Tanto interesse si spiega col fatto che Ruggero II è il fondatore dell’entità statale «di più lungo periodo nella storia d’Italia dopo la fine dell’impero romano», un dato di enorme importanza che merita sempre una rivisitazione. Questa della Salerno Editrice è anzitutto biografica e segue passo passo le fonti primarie, che in latino sono Alessandro abate di Telese e Falcone notaio Beneventano per la prima parte della vita, e per la seconda il Chronicon interpolato di Romualdo Salernitano e lo pseudo-Ugo Falcando, qui per brevità chiamato Falcando e un tempo identificato da Cantarella con il prelato Riccardo Palmer. Ma non risparmia ampie escursioni su testi in lingue diverse. Quando si tratta di corte normanna infatti occorre fare i conti con tre lingue usate a vario titolo nella documentazione: arabo, greco e latino (mentre il francese era probabilmente la lingua d’uso familiare), espressioni della molteplicità etnica, culturale e religiosa dei funzionari e degli interlocutori del Regno. E per i testi arabi non si accontenta delle venerabili traduzioni di Michele Amari ma le mette a confronto con altre, rivelando talora passi «saltati» da Amari.
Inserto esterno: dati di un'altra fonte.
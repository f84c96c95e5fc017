//! Native type descriptions.
//!
//! [`Describe`] maps a Rust type onto registry metadata. It is implemented
//! here for primitives, strings, standard containers and smart pointers, and
//! derived for user structs and enums by `#[derive(SdlType)]`.

use crate::registry::TypeRegistry;
use crate::types::{PrimitiveType, TypeHandle};
use std::any::TypeId;
use std::borrow::Cow;
use std::collections::{BTreeMap, BTreeSet, HashMap, HashSet, LinkedList, VecDeque};
use std::rc::Rc;
use std::sync::Arc;

/// A Rust type that can describe itself to a [`TypeRegistry`].
pub trait Describe: 'static {
    /// Registers this type's metadata and returns its handle.
    ///
    /// Implementations describing types with members should reserve and
    /// bind their own handle before describing member types, so that
    /// self-referential types terminate.
    fn describe(registry: &mut TypeRegistry) -> TypeHandle;

    /// Returns the handle of this type, describing it on first use.
    fn register(registry: &mut TypeRegistry) -> TypeHandle
    where
        Self: Sized,
    {
        let id = TypeId::of::<Self>();
        if let Some(handle) = registry.native(id) {
            return handle;
        }
        let handle = Self::describe(registry);
        registry.bind_native(id, handle);
        handle
    }

    /// Returns the handle used when this type is a method's return type,
    /// `None` for types that carry no value.
    fn returns(registry: &mut TypeRegistry) -> Option<TypeHandle>
    where
        Self: Sized,
    {
        Some(Self::register(registry))
    }
}

macro_rules! impl_describe_primitive {
    ($($ty:ty => $prim:ident),* $(,)?) => {
        $(
            impl Describe for $ty {
                fn describe(registry: &mut TypeRegistry) -> TypeHandle {
                    registry.primitive(PrimitiveType::$prim)
                }
            }
        )*
    };
}

impl_describe_primitive! {
    bool => Bool,
    i8 => Int8,
    u8 => Int8,
    i16 => Int16,
    u16 => Int16,
    i32 => Int32,
    u32 => Int32,
    i64 => Int64,
    u64 => Int64,
    isize => Int64,
    usize => Int64,
    i128 => BigInteger,
    u128 => BigInteger,
    f32 => Float32,
    f64 => Float64,
    char => Char,
    String => String,
    &'static str => String,
    Cow<'static, str> => String,
}

macro_rules! impl_describe_transparent {
    ($($wrapper:ident),*) => {
        $(
            impl<T: Describe> Describe for $wrapper<T> {
                fn describe(registry: &mut TypeRegistry) -> TypeHandle {
                    T::register(registry)
                }
            }
        )*
    };
}

impl_describe_transparent!(Option, Box, Rc, Arc);

macro_rules! impl_describe_sequence {
    ($($seq:ident),*) => {
        $(
            impl<T: Describe> Describe for $seq<T> {
                fn describe(registry: &mut TypeRegistry) -> TypeHandle {
                    let element = T::register(registry);
                    registry.sequence_of(stringify!($seq), element)
                }
            }
        )*
    };
}

impl_describe_sequence!(Vec, VecDeque, LinkedList, BTreeSet);

impl<T: Describe, S: 'static> Describe for HashSet<T, S> {
    fn describe(registry: &mut TypeRegistry) -> TypeHandle {
        let element = T::register(registry);
        registry.sequence_of("HashSet", element)
    }
}

impl<T: Describe, const N: usize> Describe for [T; N] {
    fn describe(registry: &mut TypeRegistry) -> TypeHandle {
        let component = T::register(registry);
        registry.array_of(component)
    }
}

// Maps have no list or object shape of their own.
impl<K: 'static, V: 'static, S: 'static> Describe for HashMap<K, V, S> {
    fn describe(registry: &mut TypeRegistry) -> TypeHandle {
        registry.opaque("HashMap")
    }
}

impl<K: 'static, V: 'static> Describe for BTreeMap<K, V> {
    fn describe(registry: &mut TypeRegistry) -> TypeHandle {
        registry.opaque("BTreeMap")
    }
}

impl Describe for () {
    fn describe(registry: &mut TypeRegistry) -> TypeHandle {
        registry.opaque("()")
    }

    fn returns(_registry: &mut TypeRegistry) -> Option<TypeHandle> {
        None
    }
}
Base metodologica è l’assunto che «le fonti hanno sempre ragione, non è il caso di fargli dire quello che non dicono e che non si sarebbero mai sognate di dire», dichiarazione apparentemente ovvia ma necessaria in epoca di linguistic turn (ossia di decostruzione di ogni fonte come fiction), perché definisce una rigorosa adesione al significato specifico dei termini latini. L’autore ne dà prova anche in qualche intervento traduttorio su passi controversi, che altri potranno interpretare diversamente ma che hanno il merito di riportare l’attenzione sui testi. Questo non impedisce di smascherare le intenzioni propagandistiche delle fonti, mettendole sapientemente a contrasto su eventi che hanno la fortuna di essere narrati da più di un autore.
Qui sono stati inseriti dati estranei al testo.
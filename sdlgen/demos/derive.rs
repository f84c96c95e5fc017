//! Derive example.
//!
//! Describes a small domain model with `#[derive(SdlType)]` and prints its SDL.
//!
//! Run with: cargo run --example derive

use sdlgen::prelude::*;

#[derive(SdlType)]
#[allow(dead_code)]
enum Permission {
    #[sdl(rename = "READ")]
    Read,
    #[sdl(rename = "WRITE")]
    Write,
    #[sdl(rename = "ADMIN")]
    Admin,
}

#[derive(SdlType)]
#[allow(dead_code)]
struct Role {
    #[sdl(non_null)]
    name: String,
    #[sdl(list(element = "Permission", element_non_null))]
    permissions: Vec<Permission>,
}

#[derive(SdlType)]
#[sdl(scalar = "Upload")]
#[allow(dead_code)]
struct Upload {
    bytes: Vec<u8>,
}

#[derive(SdlType)]
#[sdl(accessor(name = "getId", returns = "u64", scalar = "ID", non_null))]
#[sdl(accessor(name = "isActive", returns = "bool"))]
#[allow(dead_code)]
struct User {
    email: String,
    avatar: Option<Upload>,
    #[sdl(non_null)]
    roles: Vec<Role>,
    #[sdl(ignore)]
    password: String,
}

fn main() {
    tracing_subscriber::fmt()
        .with_env_filter(tracing_subscriber::EnvFilter::from_default_env())
        .init();

    print!("{}", sdlgen::format::<User>());
}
Valorizzare le narrazioni d’epoca consente anche di restituire centralità al metodo principale con cui i normanni si fecero largo fra le autonomie e ribellioni locali: i massacri della popolazione civile, perpetrati con quella brutalità che Cantarella definisce «una strategia del terrore». E aiuta a contestualizzare fonti legislative pur incoerenti come le cosiddette Assise «di Ariano», dove prende forma giuridica il nuovo assetto politico. Le varie etnie conservano il diritto di regolarsi secondo le proprie consuetudini purché non confliggano con le delibere del re, che nei documenti arabi è chiamato malik, «re» o «signore» (privo di autorità religiosa), o con altri titoli derivati dagli usi della monarchia fatimide d’Egitto come al-mu’tazz bi-‘llah e al-mu’azzam, cioè «il potente per grazia di Allah» e «il sublime» (ma esistono traduzioni diverse), mentre le fonti ostili degli imperi e, in alcune fasi, del papato lo definiscono «tiranno», cioè usurpatore.
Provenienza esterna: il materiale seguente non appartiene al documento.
//! Error types for catalog parsing and resolution.

use thiserror::Error;

/// Error type for type catalog parsing operations.
#[derive(Debug, Error)]
pub enum ParseError {
    /// XML parsing error.
    #[error("XML parsing error: {0}")]
    Xml(#[from] quick_xml::Error),

    /// Missing required attribute.
    #[error("missing required attribute '{attribute}' on element '{element}'")]
    MissingAttribute {
        /// Element name.
        element: String,
        /// Attribute name.
        attribute: String,
    },

    /// Invalid attribute value.
    #[error("invalid value '{value}' for attribute '{attribute}' on element '{element}'")]
    InvalidAttribute {
        /// Element name.
        element: String,
        /// Attribute name.
        attribute: String,
        /// Invalid value.
        value: String,
    },

    /// Unknown element encountered.
    #[error("unknown element '{element}' in context '{context}'")]
    UnknownElement {
        /// Element name.
        element: String,
        /// Parent context.
        context: String,
    },

    /// Invalid catalog structure.
    #[error("invalid catalog structure: {message}")]
    InvalidStructure {
        /// Error message.
        message: String,
    },

    /// IO error.
    #[error("IO error: {0}")]
    Io(#[from] std::io::Error),

    /// UTF-8 decoding error.
    #[error("UTF-8 error: {0}")]
    Utf8(#[from] std::str::Utf8Error),
}

/// Error type for catalog validation and resolution.
#[derive(Debug, Error)]
pub enum CatalogError {
    /// Parsing error.
    #[error("parse error: {0}")]
    Parse(#[from] ParseError),

    /// Duplicate definition.
    #[error("duplicate {kind} definition: '{name}'")]
    DuplicateDefinition {
        /// Kind of definition (type, field, constant, ...).
        kind: String,
        /// Name of the duplicate.
        name: String,
    },

    /// Unknown type reference.
    #[error("unknown type '{type_name}' referenced in {context}")]
    UnknownType {
        /// Type name.
        type_name: String,
        /// Where the reference was found.
        context: String,
    },

    /// Supertype referenced with the wrong number of type arguments.
    #[error("type '{type_name}' expects {expected} type argument(s), found {found}")]
    ArityMismatch {
        /// Supertype name.
        type_name: String,
        /// Declared parameter count.
        expected: usize,
        /// Supplied argument count.
        found: usize,
    },

    /// Validation error.
    #[error("validation error: {message}")]
    Validation {
        /// Error message.
        message: String,
    },
}

impl ParseError {
    /// Creates a missing attribute error.
    pub fn missing_attr(element: impl Into<String>, attribute: impl Into<String>) -> Self {
        Self::MissingAttribute {
            element: element.into(),
            attribute: attribute.into(),
        }
    }

    /// Creates an invalid attribute error.
    pub fn invalid_attr(
        element: impl Into<String>,
        attribute: impl Into<String>,
        value: impl Into<String>,
    ) -> Self {
        Self::InvalidAttribute {
            element: element.into(),
            attribute: attribute.into(),
            value: value.into(),
        }
    }

    /// Creates an unknown element error.
    pub fn unknown_element(element: impl Into<String>, context: impl Into<String>) -> Self {
        Self::UnknownElement {
            element: element.into(),
            context: context.into(),
        }
    }
}

impl CatalogError {
    /// Creates a duplicate definition error.
    pub fn duplicate(kind: impl Into<String>, name: impl Into<String>) -> Self {
        Self::DuplicateDefinition {
            kind: kind.into(),
            name: name.into(),
        }
    }

    /// Creates an unknown type error.
    pub fn unknown_type(type_name: impl Into<String>, context: impl Into<String>) -> Self {
        Self::UnknownType {
            type_name: type_name.into(),
            context: context.into(),
        }
    }
}

#[cfg(test)]
mod tests {
    use super::*;

    #[test]
    fn test_parse_error_display() {
        let err = ParseError::missing_attr("field", "type");
        assert_eq!(
            err.to_string(),
            "missing required attribute 'type' on element 'field'"
        );

        let err = ParseError::invalid_attr("field", "nonNull", "maybe");
        assert!(err.to_string().contains("'maybe'"));
    }

    #[test]
    fn test_catalog_error_from_parse() {
        let err: CatalogError = ParseError::unknown_element("bogus", "catalog").into();
        assert!(matches!(err, CatalogError::Parse(_)));
        assert!(err.to_string().contains("bogus"));
    }

    #[test]
    fn test_catalog_error_helpers() {
        let err = CatalogError::duplicate("type", "User");
        assert_eq!(err.to_string(), "duplicate type definition: 'User'");

        let err = CatalogError::unknown_type("Rolee", "field 'User.roles'");
        assert_eq!(
            err.to_string(),
            "unknown type 'Rolee' referenced in field 'User.roles'"
        );
    }
}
La commistione etnico-culturale si riflette così nella compresenza, tutto sommato ordinata ed efficiente, di gerarchie di provenienza anche linguisticamente disparata, con prevalenza dell’eredità bizantina: baiuli, taumarchi, catepani, strateghi, giudici e diwan (qui una sorta di ministero). Passi suggestivi riguardano l’epopea delle spedizioni d’Africa per eliminare la pirateria e controllare il traffico del Mediterraneo, e l’effimera ma impressionante conquista di isole e territori adriatici dell’impero bizantino, che arriva a saccheggiare Tebe e imprigionare le «donne più belle ed eleganti», come riferisce Niceta Coniata: si crea così per breve agglomerazione incrociata un virtuale network normanno che va da Norvegia, Inghilterra e Francia all’Italia alla Grecia e all’Africa.
Manca invece ancora un quadro adeguato dello straordinario momento socio-culturale rappresentato dal regno, e manca perché le fonti documentarie e narrative ci informano soprattutto sugli eventi legati al potere, guerre e cambi di governo, ma dicono pochissimo sul vissuto personale, sul clima culturale e sulla produzione artistica, letteraria, musicale che vide fiorire nel Sud Italia un irripetibile laboratorio di innovazioni. Certo è che sotto Ruggero II il nobile maghrebino Al-Idrisi redige il suo celebre Libro del Re, con mappatura geografica e antropologica dell’orbe terrestre difforme e nuova rispetto alle mappae mundi latine (perfino razzista, in senso antieuropeo), ed è sotto i normanni che fioriscono i versi splendidamente tradotti in Poeti arabi di Sicilia (Mondadori 1987). Molto di più si potrebbe capire includendo nel panorama la letteratura ebraica della Puglia, i testi di poesia latina, la produzione di manoscritti greci, mentre qualcosa è stato fatto sulla fioritura di capolavori artistici e architettonici.
Ma Cantarella ci mette in guardia dalle idealizzazioni e sottopone a lucida verifica il mito della «tolleranza» normanna verso le etnie e culture non franco-latine, ridimensionato da Houben già nel 1993 ma celebrato ancora nel 2019 da Takayama e nel 2017 da Birk: lo fa risalire, sia pure in via di paradosso ipotetico, alla «indifferenza religiosa per la quale più di due secoli prima Rollone, in Normandia, si era convertito al cristianesimo e contemporaneamente aveva fatto sacrificare i cristiani agli dèi nordici». Cantarella preferisce parlare di «convivenza» o «convenienza», con terminologia meno moralistica e più attenta alla stratificazione dei poteri: gli eunuchi responsabili della sicurezza del Re, esponenti delle grandi famiglie di corte, erano quasi tutti copertamente musulmani, mentre l’ammiraglio in capo era bizantino, il cancelliere Roberto di Selby e il cappellano Tommaso Bruno anglo-latini, i discorsi ufficiali erano in greco e, aggiungeremmo noi, la liturgia in greco e latino, compresi i celebri rotoli di Exultet con preghiere per Ruggero che andrebbero considerate fonti storiche a tutti gli effetti. Il sogno di questa Sicilia «magica», diffuso da visiting scholars come Pietro di Blois, si pone comunque all’origine di una coscienza dell’eccezionalità insulare che riemerge secondo Cantarella in Tomasi di Lampedusa e Vittorini, ma direi già in Pirandello e in Verga, solo pochi decenni dopo il passaggio ai Savoia dell’antichissimo Regno di Sicilia.